Scientists have announced a surprising finding yesterday: measurements from the Rosetta probe suggest that the comet called 67P/Churyumov-Gerasimenko contains great amounts of oxygen on its surface.
Researcher Andre Bieler from the University of Michigan says that the finding challenges many theories relating to the formation of our Solar System. The oxygen molecules that were spotted in the 67P comet’s gassy halo are said to have existed “before or at” its formation.
“”We believe this oxygen is primordial, which means it is older than our Solar System,” said Bieler.
It was previously thought that oxygen molecules could not be present on comets like the 67P. Since O2 combines with other elements with ease, it was inconceivable that it could remain as oxygen for so many years, as explained by co-author Kathrin Altwegg from the University of Bern.

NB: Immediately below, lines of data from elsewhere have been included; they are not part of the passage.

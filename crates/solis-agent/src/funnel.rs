//! Qualification funnel — stage progression driven by slot saturation.
//!
//! A stage advances as soon as its required slot is filled; several stages can
//! be crossed in one turn when a message fills several slots at once. The only
//! allowed backward move is SCHEDULED → SCHEDULING (reschedule).

use solis_core::config::FunnelConfig;
use solis_core::types::{QualificationStage, SolutionChoice};
use solis_store::types::Slots;

/// Advance `stage` as far as the filled slots allow.
///
/// `had_inbound` covers the INITIAL → IDENTIFYING step, which requires no
/// slot at all.
pub fn advance(
    stage: QualificationStage,
    slots: &Slots,
    cfg: &FunnelConfig,
    had_inbound: bool,
) -> QualificationStage {
    let mut current = stage;
    loop {
        let next = step(current, slots, cfg, had_inbound);
        if next == current {
            return current;
        }
        current = next;
    }
}

fn step(
    stage: QualificationStage,
    slots: &Slots,
    cfg: &FunnelConfig,
    had_inbound: bool,
) -> QualificationStage {
    use QualificationStage::*;
    match stage {
        Initial if had_inbound => Identifying,
        Identifying if slots.name.is_some() => DiscoveringSolution,
        DiscoveringSolution => match slots.solution {
            // Investment leads skip the bill/competitor gates and go straight
            // to booking with a specialist.
            Some(SolutionChoice::Investment) => Scheduling,
            Some(s) if s.is_known() => CapturingBill,
            _ => stage,
        },
        CapturingBill => match slots.bill_amount {
            Some(amount) if amount >= cfg.min_bill_threshold => CheckingCompetitor,
            _ => stage,
        },
        CheckingCompetitor if slots.has_competitor.is_some() => Scheduling,
        Scheduling if slots.meeting_at.is_some() && !slots.emails.is_empty() => Scheduled,
        _ => stage,
    }
}

/// Is `from` → `to` a legal transition? Forward moves along the funnel are
/// allowed, plus the reschedule loop.
pub fn transition_allowed(from: QualificationStage, to: QualificationStage) -> bool {
    use QualificationStage::*;
    if from == to {
        return true;
    }
    // Reschedule loop.
    if from == Scheduled && to == Scheduling {
        return true;
    }
    // Terminal closures may happen from any live stage.
    if matches!(to, Abandoned | Won | Lost) {
        return !from.is_terminal() || from == Scheduled;
    }
    if from.is_terminal() {
        return false;
    }
    to.ordinal() > from.ordinal() && to.ordinal() <= Scheduled.ordinal()
}

#[cfg(test)]
mod tests {
    use super::*;

    fn cfg() -> FunnelConfig {
        FunnelConfig::default()
    }

    #[test]
    fn first_inbound_starts_identifying() {
        let stage = advance(QualificationStage::Initial, &Slots::default(), &cfg(), true);
        assert_eq!(stage, QualificationStage::Identifying);
    }

    #[test]
    fn name_unlocks_solution_discovery() {
        let slots = Slots {
            name: Some("João".to_string()),
            ..Default::default()
        };
        let stage = advance(QualificationStage::Identifying, &slots, &cfg(), true);
        assert_eq!(stage, QualificationStage::DiscoveringSolution);
    }

    #[test]
    fn filled_slots_cross_multiple_stages_in_one_turn() {
        let slots = Slots {
            name: Some("João".to_string()),
            solution: Some(SolutionChoice::OwnPlant),
            bill_amount: Some(850.0),
            ..Default::default()
        };
        let stage = advance(QualificationStage::Initial, &slots, &cfg(), true);
        assert_eq!(stage, QualificationStage::CheckingCompetitor);
    }

    #[test]
    fn bill_exactly_at_threshold_advances() {
        let slots = Slots {
            bill_amount: Some(cfg().min_bill_threshold),
            ..Default::default()
        };
        let stage = advance(QualificationStage::CapturingBill, &slots, &cfg(), true);
        assert_eq!(stage, QualificationStage::CheckingCompetitor);
    }

    #[test]
    fn bill_below_threshold_stays() {
        let slots = Slots {
            bill_amount: Some(cfg().min_bill_threshold - 1.0),
            ..Default::default()
        };
        let stage = advance(QualificationStage::CapturingBill, &slots, &cfg(), true);
        assert_eq!(stage, QualificationStage::CapturingBill);
    }

    #[test]
    fn investment_jumps_to_scheduling() {
        let slots = Slots {
            solution: Some(SolutionChoice::Investment),
            ..Default::default()
        };
        let stage = advance(QualificationStage::DiscoveringSolution, &slots, &cfg(), true);
        assert_eq!(stage, QualificationStage::Scheduling);
    }

    #[test]
    fn competitor_answer_either_way_advances() {
        for has in [true, false] {
            let slots = Slots {
                has_competitor: Some(has),
                ..Default::default()
            };
            let stage = advance(QualificationStage::CheckingCompetitor, &slots, &cfg(), true);
            assert_eq!(stage, QualificationStage::Scheduling);
        }
    }

    #[test]
    fn scheduling_requires_datetime_and_email() {
        let mut slots = Slots {
            meeting_at: Some(chrono::Utc::now()),
            ..Default::default()
        };
        assert_eq!(
            advance(QualificationStage::Scheduling, &slots, &cfg(), true),
            QualificationStage::Scheduling
        );
        slots.emails.push("joao@exemplo.com".to_string());
        assert_eq!(
            advance(QualificationStage::Scheduling, &slots, &cfg(), true),
            QualificationStage::Scheduled
        );
    }

    #[test]
    fn no_backward_transitions_except_reschedule() {
        use QualificationStage::*;
        assert!(transition_allowed(Scheduled, Scheduling));
        assert!(!transition_allowed(CheckingCompetitor, CapturingBill));
        assert!(!transition_allowed(Scheduling, Identifying));
        assert!(transition_allowed(Identifying, CapturingBill));
        assert!(!transition_allowed(Lost, Scheduling));
        assert!(transition_allowed(CapturingBill, Abandoned));
    }
}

“This evidence of oxygen as an ancient substance will likely discredit some theoretical models of the formation of our Solar System,” she said.
According to Altwegg, the O2 molecules might have “survived from the dark molecular clouds from which they were probably formed into comets as we have them today”.
Scientists not involved in the study have also commented on the implications.
French astrophysicist Francis Rocard says the finding “imposes a severe constraint on the mechanism for the formation of the Solar System”.
“But we shouldn’t jump to conclusions,” he added.
The Rosetta spacecraft of the European Space Agency has been following the comet closely since some time now. Watch the video when it released its lander Philae on the comet last year here.
The series of research are expected to bring answers pertaining to the origins of life on our own planet because comets are thought to have brought ingredients for life on Earth a long time ago. Earlier this year, it was even suggested that 67P might be harbouring microbial life in its midst.
Another finding reaped by the researchers was a “comet song” that was captured by Rosetta; apparently, the sound came from the 67P itself. The comet does, indeed, have a certain allure to it that keeps on stimulating the curiosity of scientists.